Although CARF proteins constitute the most widespread Type III accessory proteins, accessory proteins lacking CARF domains are much more diverse and almost as widespread. For example, it was shown that archaeal Type III interference gene cassettes are often flanked by diverse accessory genes encoding protein domains associated with nucleases, proteases, helicases, toxins or transcriptional regulators [1,13,16]. As for bacterial genomes, a search has already been undertaken specifically for CARF-encoding genes in both archaea and bacteria, and it yielded a comprehensive catalogue of CARF domain-carrying proteins [12]. Here we identify new families of non-CARF cas accessory genes associated with Type III modules, in addition to those encoding CARF domains, in archaeal and bacterial genomes. Since non-CARF accessory genes do not share a common sequence motif or domain, they are particularly challenging to identify. Our method relies on a guilt-by-association approach, coupled with criteria for coevolution and specificity to exclude false positives. Type I, II, IV, V and VI cas gene cassettes were not examined systematically because the incidence of accessory genes is too low to distinguish signal from noise with our method given the limited number of annotated genomes available, although an independent study has been undertaken for these CRISPR-Cas types [27]. In the present study, by focusing on Type III systems, we are better able to identify reliable candidate accessory genes from a spurious gene background.

2. Results

From a total of 1263 archaeal and bacterial genomes in which CRISPR-Cas cassettes are fully annotated [2], 381 genomes encoded 512 distinct Type III genetic modules which were surveyed for accessory genes (Table 1). Selecting five genes immediately upstream and downstream from each module yielded a total of 4467 genes. This number was less than the theoretical total of 5120 genes because neighbouring adaptation modules, Type I interference modules and cas6 genes were omitted from the analysis. All the encoded protein sequences were aligned with one another and a custom similarity metric [1] was calculated and used for Markov clustering (MCL) [28]. This yielded 231 gene clusters each with more than three members.

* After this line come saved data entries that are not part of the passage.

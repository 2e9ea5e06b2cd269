//! Triangle-wave pitch LFO (vibrato).
//!
//! The phase counter `theta` runs over `4 * depth` steps per cycle. Each step
//! multiplies the tone period by one degree (2^(±1/360)): the middle half of
//! the cycle shortens the period, the outer quarters lengthen it, so the
//! pitch swings `depth` degrees around the note. When a cycle completes and no
//! pitch bend is active, the period snaps back to the note's base period to
//! cancel accumulated rounding.

use super::TickClock;
use crate::constants::{MAX_TONE_PERIOD, Q_PITCHBEND_FACTOR, Q_PITCHBEND_FACTOR_N};
use crate::fixed::rescale_ticks;
use crate::registers::RegisterImage;

/// Cycle length unit for `speed == 0.1 Hz`.
const LFO_PERIOD_UNITS: u64 = 10;

/// LFO run state.
#[derive(Debug, Clone, Copy, PartialEq, Eq, Default)]
pub enum LfoPhase {
    /// Disabled or no note yet.
    #[default]
    Stop,
    /// Running (possibly still in its delay).
    Run,
}

/// Per-channel LFO.
#[derive(Debug, Clone, Copy, PartialEq, Eq)]
pub struct Lfo {
    /// `$M1` turns the LFO on.
    pub enabled: bool,
    /// `$L` speed; negative inverts the phase.
    pub speed: i16,
    /// `$J` depth in degrees.
    pub depth: u8,
    /// `$T` delay as a note length (0 = none).
    pub delay_len: u8,
    /// Dots of the delay length.
    pub delay_dots: u8,
    /// `$V` speed unit: 0 = speed in 0.1 Hz, n = cycle of `|speed|` n-th notes.
    pub speed_unit: u16,
    phase: LfoPhase,
    delay: u16,
    theta: u16,
    tp_frac: u8,
    delta_frac: u8,
    base_tp: u16,
    omega_q6: u32,
}

impl Default for Lfo {
    fn default() -> Self {
        Lfo {
            enabled: false,
            speed: crate::constants::DEFAULT_LFO_SPEED as i16,
            depth: 0,
            delay_len: 0,
            delay_dots: 0,
            speed_unit: 0,
            phase: LfoPhase::Stop,
            delay: 0,
            theta: 0,
            tp_frac: 0,
            delta_frac: 0,
            base_tp: 0,
            omega_q6: 0,
        }
    }
}

impl Lfo {
    /// Current run state.
    #[inline]
    pub fn phase(&self) -> LfoPhase {
        self.phase
    }

    /// Ticks left before modulation starts.
    #[inline]
    pub fn delay(&self) -> u16 {
        self.delay
    }

    /// Phase steps per tick in Q6.
    pub fn omega_q6(&self, clock: &TickClock) -> u32 {
        let speed = self.speed.unsigned_abs() as u64;
        let steps = self.depth as u64 * 4;
        if speed == 0 || steps == 0 {
            return 0;
        }

        let omega = if self.speed_unit == 0 {
            (steps * speed << 6) / (clock.proc_freq.max(1) as u64 * LFO_PERIOD_UNITS)
        } else {
            let cycle_q12 = speed * clock.note_q12(self.speed_unit, 0) as u64;
            if cycle_q12 == 0 {
                return 0;
            }
            (steps << 18) / cycle_q12
        };
        omega.min(u32::MAX as u64) as u32
    }

    /// Arm the LFO for a new note with tone period `tp`. A legato note keeps
    /// the running phase and base period.
    pub fn note_on(&mut self, tp: u16, legato: bool, clock: &TickClock) {
        if !self.enabled {
            self.phase = LfoPhase::Stop;
            return;
        }

        self.phase = LfoPhase::Run;
        if !legato {
            self.delay = (clock.note_q12(self.delay_len as u16, self.delay_dots) >> 12)
                .min(u16::MAX as u32) as u16;
            self.theta = 0;
            self.tp_frac = 0;
            self.delta_frac = 0;
            self.base_tp = tp;
        }
        self.omega_q6 = self.omega_q6(clock);
    }

    /// Stop modulating.
    pub fn stop(&mut self) {
        self.phase = LfoPhase::Stop;
    }

    /// Advance one tick, modulating the tone period of `ch`.
    ///
    /// `bend_stopped` allows the end-of-cycle snap back to the base period.
    pub fn tick(&mut self, ch: usize, regs: &mut RegisterImage, bend_stopped: bool) {
        if self.phase != LfoPhase::Run {
            return;
        }
        if self.delay > 0 {
            self.delay -= 1;
            return;
        }

        let mut delta_q6 = self.delta_frac as u32 + self.omega_q6;
        let steps = delta_q6 >> 6;
        if steps == 0 {
            self.delta_frac = (delta_q6 & 0x3F) as u8;
            return;
        }
        // Whole cycles return to the same phase; run at most one of them
        let cycle = (self.depth as u32 * 4).max(1);
        let steps = (steps - 1) % cycle + 1;

        let depth = self.depth as u16;
        let inverted = self.speed < 0;
        let (shorten, lengthen) = if inverted {
            (Q_PITCHBEND_FACTOR, Q_PITCHBEND_FACTOR_N)
        } else {
            (Q_PITCHBEND_FACTOR_N, Q_PITCHBEND_FACTOR)
        };

        let mut tp = regs.tone_period(ch) as u64;
        let mut theta = self.theta;
        for _ in 0..steps {
            let mut q24 = ((tp << 6) | self.tp_frac as u64) << 18;
            if depth <= theta && theta < depth * 3 {
                q24 = (q24 * shorten) >> 24;
            } else if theta == 0 && bend_stopped {
                q24 = (self.base_tp as u64) << 24;
                delta_q6 = 0;
            } else {
                q24 = (q24 * lengthen) >> 24;
            }

            self.tp_frac = ((q24 >> 18) & 0x3F) as u8;
            tp = (q24 >> 24).min(MAX_TONE_PERIOD as u64);

            theta += 1;
            if theta >= depth * 4 {
                theta = 0;
            }
        }

        self.theta = theta;
        self.delta_frac = (delta_q6 & 0x3F) as u8;
        let audible = !regs.is_muted(ch);
        regs.set_tone_period(ch, tp as u16, audible);
    }

    /// Apply a speed change: stretch the delay and re-derive the rate.
    pub fn rescale(&mut self, ratio_q12: u32, clock: &TickClock) {
        self.delay = rescale_ticks(self.delay, ratio_q12);
        self.omega_q6 = self.omega_q6(clock);
    }
}

#[cfg(test)]
mod tests {
    use super::*;

    const CLOCK: TickClock = TickClock {
        proc_freq: 100,
        tempo: 120,
        speed: 100,
    };

    fn running_lfo(depth: u8, speed: i16) -> (Lfo, RegisterImage) {
        let mut regs = RegisterImage::new();
        regs.set_channel_mixer(0, 0x08);
        regs.set_tone_period(0, 1000, true);
        regs.acknowledge();
        let mut lfo = Lfo {
            enabled: true,
            depth,
            speed,
            ..Lfo::default()
        };
        lfo.note_on(1000, false, &CLOCK);
        (lfo, regs)
    }

    #[test]
    fn test_omega() {
        let lfo = Lfo {
            depth: 10,
            speed: 40,
            ..Lfo::default()
        };
        // 40 steps per cycle at 4 Hz over 100 ticks/s = 1.6 steps per tick
        assert_eq!(lfo.omega_q6(&CLOCK), 102);

        let by_note = Lfo {
            speed_unit: 4,
            speed: 2,
            ..lfo
        };
        // One cycle per two quarter notes (100 ticks): 0.4 steps per tick
        assert_eq!(by_note.omega_q6(&CLOCK), 25);
    }

    #[test]
    fn test_disabled_stays_stopped() {
        let mut lfo = Lfo::default();
        lfo.note_on(500, false, &CLOCK);
        assert_eq!(lfo.phase(), LfoPhase::Stop);
    }

    #[test]
    fn test_first_quarter_lowers_pitch() {
        let (mut lfo, mut regs) = running_lfo(20, 100);
        lfo.tick(0, &mut regs, true);
        assert!(regs.tone_period(0) > 1000);
    }

    #[test]
    fn test_inverted_speed_raises_pitch_first() {
        let (mut lfo, mut regs) = running_lfo(20, -100);
        lfo.tick(0, &mut regs, true);
        lfo.tick(0, &mut regs, true);
        assert!(regs.tone_period(0) < 1000);
    }

    #[test]
    fn test_cycle_snaps_to_base() {
        let (mut lfo, mut regs) = running_lfo(4, 50);
        // 16 steps per cycle, under one step per tick
        let mut snapped = 0;
        for _ in 0..200 {
            lfo.tick(0, &mut regs, true);
            if lfo.theta == 1 {
                snapped += 1;
                assert_eq!(regs.tone_period(0), 1000);
            }
        }
        assert!(snapped >= 2);
    }

    #[test]
    fn test_no_snap_while_bending() {
        let (mut lfo, mut regs) = running_lfo(4, 50);
        regs.set_tone_period(0, 1200, true);
        for _ in 0..3 {
            lfo.tick(0, &mut regs, false);
        }
        assert!(regs.tone_period(0) >= 1200);
    }

    #[test]
    fn test_fast_lfo_runs_at_most_one_cycle_per_tick() {
        let (mut lfo, mut regs) = running_lfo(255, 200);
        lfo.omega_q6 = u32::MAX >> 1;
        for _ in 0..50 {
            lfo.tick(0, &mut regs, true);
            assert!(lfo.theta < 255 * 4);
            let tp = regs.tone_period(0);
            // One full swing is a depth of 255 degrees around the base
            assert!((500..=2000).contains(&tp), "tp = {tp}");
        }
    }

    #[test]
    fn test_delay_holds_modulation() {
        let (mut lfo, mut regs) = running_lfo(20, 100);
        lfo.delay_len = 8;
        lfo.note_on(1000, false, &CLOCK);
        assert_eq!(lfo.delay(), 25);
        for _ in 0..25 {
            lfo.tick(0, &mut regs, true);
        }
        assert_eq!(regs.tone_period(0), 1000);
        lfo.tick(0, &mut regs, true);
        assert_ne!(regs.tone_period(0), 1000);
    }
}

Cas association scores were calculated for each gene cluster using information about Type III coevolution, Type III subtype specificity, and host genome self-similarity. Gene clusters with low Cas association scores were considered spurious and disregarded. The Cas association score ranged from 100 to −100 corresponding to a strong through weak Type III association, and a cut off of 24 was set by comparing the results to the manually curated accessory gene families obtained in the previous archaeal genome study [1]. Thereafter, 76 of the 231 Type III-associated gene clusters were considered strongly associated; the remainder were discarded. The 76 gene clusters encompassed a total of 982 potential accessory genes distributed across the 512 Type III modules. This translated, on average, to two accessory genes per Type III module, varying from no additional genes to more than the core Type III genes (Figure 1). Properties of the 76 gene families are summarized (Table 2) and a more elaborate version (Table S1) is available online.

Table 1.

Summary of results from the current study compared to previous studies that identified accessory cas genes, divided between archaea and bacteria. The previous studies were limited to a (a) archaeal genomes [1] and (b) a representative subset of genomes [12]. The present study is more comprehensive.

  present study
Makarova 2014
Vestergaard 2014
  Ar Ba Ar Ba Ar
Number of genomes surveyed 217 2534 172 484 159
Number of genomes with CRISPR-Cas systems 131 1131 50 133 124
Number of genomes with Type III systems 78 304 34 114 83
Total number of Type III systems 110 402 61 251 125
Number of genomes with accessory genes 67 262 78 180 76
Total number of putative accessory genes 248 734 190 454 239
Accessory genes found outside cas cassettes 0 0 104 152 0
Accessory genes associated to Type III systems 248 734 61 251 210
Total number of non-CARF accessory genes found 136 369 0 0 135

Figure 1.

Figure 1.

Gene maps of example Type III gene cassettes including accessory genes. Core Type III genes are drawn in red with csm/cmr numbers for Type III-A/B modules, and cas numbers for Type III-D modules. cas6 and the adaptation module genes are orange and blue respectively, also with cas gene numbers. Accessory genes are drawn in purple with the gene cluster number indicated.

Table 2.

List of putative accessory gene clusters conserved near Type III genetic modules which passed the Type III association score cut-off (>24). A few gene families with lower scores are also included because they have been confirmed as accessory proteins in earlier studies. For each putative accessory protein family, the cluster id, the size (i.e. number of members per cluster), and the calculated Type III association score are listed. An example (gene-) locus id is also provided for reference. Names are provided for accessory protein families identified in earlier studies [1,10,12], while those identified in the present study are indicated in bold with C3a numbers (Cas type 3 Associated). 39 of 76 putative accessory protein families are newly identified. Commonly associated Type III subtypes are listed for each putative accessory protein family. Unclassified variant subtypes are indicated by ‘III’. Most accessory gene families can function with different Type III subtypes. A predicted function is given in the last column.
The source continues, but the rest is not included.